Armenia spent decades turning itself into a political and transportation dead end. It now has a chance to leave that isolation behind.

That opportunity will not remain open indefinitely.

Europe Risks Repeating Its Mistakes

Another audience for Aliyev’s remarks was in Brussels.

Some European political circles still appear determined to portray Armenia as the central political and transportation hub of the South Caucasus. Conferences are organized without Azerbaijan, while regional plans are sometimes presented as though the geography and economy of the South Caucasus revolve around Yerevan.

They do not.

The region’s major energy and transportation routes run through Azerbaijan. Baku links Central Asia with Europe, provides Kazakhstan with a route toward Western markets, supplies gas to European countries and operates the largest port on the Caspian Sea.

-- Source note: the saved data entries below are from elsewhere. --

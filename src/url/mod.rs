//! URL handling module for linkwalk
//!
//! This module provides seed parsing and reference resolution. URL identity
//! is the serialized form produced by the WHATWG parser; no further
//! canonicalization is applied, so `https://a.example/x` and
//! `https://a.example/x/` are distinct pages.

use crate::{UrlError, UrlResult};
use url::Url;

/// Parses the seed URL given on the command line
///
/// The seed must be absolute and use `http` or `https`, since it is handed
/// straight to the HTTP client.
///
/// # Arguments
///
/// * `input` - The raw seed string
///
/// # Returns
///
/// * `Ok(Url)` - The parsed seed
/// * `Err(UrlError)` - The seed is malformed or uses another scheme
///
/// # Examples
///
/// ```
/// use linkwalk::url::parse_seed;
///
/// let seed = parse_seed("https://example.com/start").unwrap();
/// assert_eq!(seed.as_str(), "https://example.com/start");
///
/// assert!(parse_seed("not a url").is_err());
/// assert!(parse_seed("ftp://example.com/").is_err());
/// ```
pub fn parse_seed(input: &str) -> UrlResult<Url> {
    let url = Url::parse(input).map_err(|source| UrlError::Parse {
        input: input.to_string(),
        source,
    })?;

    match url.scheme() {
        "http" | "https" => Ok(url),
        other => Err(UrlError::UnsupportedScheme(other.to_string())),
    }
}

/// Resolves an href against the URL of the document it appeared in
///
/// Standard reference resolution: absolute hrefs replace the base, relative
/// ones are merged with its scheme, authority and path.
///
/// # Examples
///
/// ```
/// use linkwalk::url::resolve_href;
/// use url::Url;
///
/// let base = Url::parse("https://a.example/dir/page.html").unwrap();
/// let resolved = resolve_href(&base, "../x?y=1").unwrap();
/// assert_eq!(resolved.as_str(), "https://a.example/x?y=1");
/// ```
pub fn resolve_href(base: &Url, href: &str) -> UrlResult<Url> {
    base.join(href).map_err(|source| UrlError::Resolve {
        href: href.to_string(),
        base: base.to_string(),
        source,
    })
}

No serious regional project can be built by ignoring Azerbaijan.

The European Union has already encountered this reality. After attempts to shape regional policy without meaningful Azerbaijani participation, senior EU officials were forced to restore direct engagement with Baku.

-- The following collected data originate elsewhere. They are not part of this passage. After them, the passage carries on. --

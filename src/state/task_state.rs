/// Lifecycle state definitions for fetch tasks
///
/// This module defines every state a fetch task passes through between being
/// spawned by the coordinator and terminating.
use std::fmt;

/// Represents the current state of a fetch task
#[derive(Debug, Clone, Copy, PartialEq, Eq, Hash)]
pub enum TaskState {
    // ===== Setup =====
    /// Task value exists but has not been polled yet
    Created,

    /// Task is running on the runtime
    Started,

    // ===== Visit cycle =====
    /// Waiting on the HTTP response and its body
    Fetching,

    /// Running the link extractor over the body
    Extracting,

    /// Handing the body to the content callback
    InvokingCallback,

    /// Sending the discovered links to the coordinator
    Reporting,

    // ===== Exit =====
    /// Fetch, extraction or callback failed; nothing will be reported
    Failed,

    /// Task is done and its resources are released
    Terminated,
}

impl TaskState {
    /// Returns true if the task holds no more work
    pub fn is_terminal(&self) -> bool {
        matches!(self, Self::Terminated)
    }

    /// Checks whether moving from `self` to `next` is a legal transition
    ///
    /// ```text
    /// Created -> Started -> Fetching -> Extracting -> InvokingCallback -> Reporting -> Terminated
    ///               \__________\____________\______________\____________-> Failed -> Terminated
    /// ```
    pub fn can_transition_to(&self, next: TaskState) -> bool {
        use TaskState::*;

        matches!(
            (self, next),
            (Created, Started)
                | (Started, Fetching)
                | (Fetching, Extracting)
                | (Extracting, InvokingCallback)
                | (InvokingCallback, Reporting)
                | (Reporting, Terminated)
                | (Started | Fetching | Extracting | InvokingCallback, Failed)
                | (Failed, Terminated)
        )
    }

    /// Short name used in log fields
    pub fn as_str(&self) -> &'static str {
        match self {
            Self::Created => "created",
            Self::Started => "started",
            Self::Fetching => "fetching",
            Self::Extracting => "extracting",
            Self::InvokingCallback => "invoking_callback",
            Self::Reporting => "reporting",
            Self::Failed => "failed",
            Self::Terminated => "terminated",
        }
    }
}

impl fmt::Display for TaskState {
    fn fmt(&self, f: &mut fmt::Formatter<'_>) -> fmt::Result {
        write!(f, "{}", self.as_str())
    }
}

This is not a diplomatic victory for its own sake.

It is an acknowledgment of a simple fact: no South Caucasus strategy can function without Azerbaijan.

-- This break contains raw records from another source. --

//! Built-in content callbacks
//!
//! These are the callbacks the command line can select with
//! `[output] mode`. Library users can pass any other `ContentCallback`.

use crate::config::OutputMode;
use crate::crawler::{ContentCallback, SharedCallback};
use crate::CallbackError;
use std::io::{self, Read, Write};
use std::sync::{Arc, Mutex};
use tokio::runtime::{Handle, RuntimeFlavor};
use url::Url;

const SEPARATOR: &str = "================================================";

/// Runs blocking writes, moving other tasks off this worker when possible
///
/// Callbacks run on the fetch task, so a large body written to a slow
/// stdout would otherwise stall every task scheduled on the same worker.
/// `block_in_place` is unavailable on a current-thread runtime; there the
/// write simply runs inline.
fn write_blocking<T>(f: impl FnOnce() -> T) -> T {
    match Handle::try_current() {
        Ok(handle) if handle.runtime_flavor() == RuntimeFlavor::MultiThread => {
            tokio::task::block_in_place(f)
        }
        _ => f(),
    }
}

/// Writes each body between separator lines
pub struct PrintBody<W> {
    out: Mutex<W>,
}

impl<W: Write + Send> PrintBody<W> {
    pub fn new(out: W) -> Self {
        Self {
            out: Mutex::new(out),
        }
    }
}

impl PrintBody<io::Stdout> {
    pub fn stdout() -> Self {
        Self::new(io::stdout())
    }
}

impl<W: Write + Send> ContentCallback for PrintBody<W> {
    fn visit(&self, _page: &Url, body: &mut dyn Read) -> Result<(), CallbackError> {
        write_blocking(|| -> Result<(), CallbackError> {
            // Bodies from concurrent tasks must not interleave.
            let mut out = self
                .out
                .lock()
                .map_err(|_| CallbackError::Rejected("output lock poisoned".to_string()))?;

            writeln!(out, "{}", SEPARATOR)?;
            io::copy(body, &mut *out)?;
            writeln!(out)?;
            writeln!(out, "{}", SEPARATOR)?;
            out.flush()?;
            Ok(())
        })
    }
}

/// Writes one `url<TAB>bytes` line per page
pub struct PageSummary<W> {
    out: Mutex<W>,
}

impl<W: Write + Send> PageSummary<W> {
    pub fn new(out: W) -> Self {
        Self {
            out: Mutex::new(out),
        }
    }
}

impl PageSummary<io::Stdout> {
    pub fn stdout() -> Self {
        Self::new(io::stdout())
    }
}

impl<W: Write + Send> ContentCallback for PageSummary<W> {
    fn visit(&self, page: &Url, body: &mut dyn Read) -> Result<(), CallbackError> {
        let bytes = io::copy(body, &mut io::sink())?;

        write_blocking(|| -> Result<(), CallbackError> {
            let mut out = self
                .out
                .lock()
                .map_err(|_| CallbackError::Rejected("output lock poisoned".to_string()))?;
            writeln!(out, "{}\t{}", page, bytes)?;
            Ok(())
        })
    }
}

/// Reads the body and drops it
#[derive(Debug, Default, Clone, Copy)]
pub struct Discard;

impl ContentCallback for Discard {
    fn visit(&self, _page: &Url, body: &mut dyn Read) -> Result<(), CallbackError> {
        io::copy(body, &mut io::sink())?;
        Ok(())
    }
}

/// Picks the stdout-backed callback for an output mode
pub fn callback_for_mode(mode: OutputMode) -> SharedCallback {
    match mode {
        OutputMode::Body => Arc::new(PrintBody::stdout()),
        OutputMode::Summary => Arc::new(PageSummary::stdout()),
        OutputMode::Discard => Arc::new(Discard),
    }
}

The Middle Corridor Is About More Than Trade

The most consequential part of Azerbaijan’s emerging strategy may be the Middle Corridor.

It is often discussed in terms of railways, ports, containers and freight volumes. Its significance is much broader.

Transportation routes create political influence.

The interests of China, Kazakhstan, Central Asia, Turkey and the European Union increasingly intersect in Azerbaijan. The greater the flow of cargo, energy and digital infrastructure through the country, the harder it becomes for any outside power to disregard Baku’s position.

That is why the expansion of the Port of Baku, the construction of new vessels, the development of railways and planned cables across the Caspian Sea are not merely commercial projects.

They are infrastructure for sovereignty.

The Middle Corridor reduces the region’s dependence on Russia, provides an alternative to vulnerable maritime routes and turns Azerbaijan into a central link between East and West.

Other countries may disagree with Baku on individual issues, but they can no longer simply bypass it.

Independence Without Isolation

Azerbaijan’s new regional posture does not mean withdrawal from international cooperation.

Baku is deepening ties with the United States, maintaining working relations with Russia, expanding cooperation with China, strengthening its alliance with Turkey and building partnerships with the European Union and Central Asian states.

The difference is that none of these relationships is allowed to become exclusive.

Azerbaijan is not choosing between East and West. It is choosing its own national interests.

That is why Baku can support Ukraine’s territorial integrity, call for an end to the war, normalize relations with Russia and still insist that Moscow recognize the new balance in the South Caucasus.

This may look complicated only to those who divide the world into rival blocs and demand unquestioned loyalty.

For Azerbaijan, it is not balancing.

It is sovereignty.

The Message From Shusha

The Shusha forum showed that discussion about the future of the South Caucasus is gradually moving back into the region itself.

For years, the fate of Azerbaijan and Armenia was debated in Moscow, Washington, Paris and Brussels. Now journalists and analysts from dozens of countries travel to Shusha to hear Baku’s position directly.

The symbolism is difficult to miss.

A city that remained under occupation for decades has become a venue where Azerbaijan addresses the world not as a petitioner and not as one side in a frozen conflict.

It speaks as a sovereign state that restored control over its territory and now intends to shape the regional order that follows.

Aliyev’s message to outside powers can be reduced to one sentence: the South Caucasus is open to cooperation, but closed to the old geopolitical games.

Those who accept that reality can retain a place in the region.

Those who attempt to restore the past may find themselves left outside it.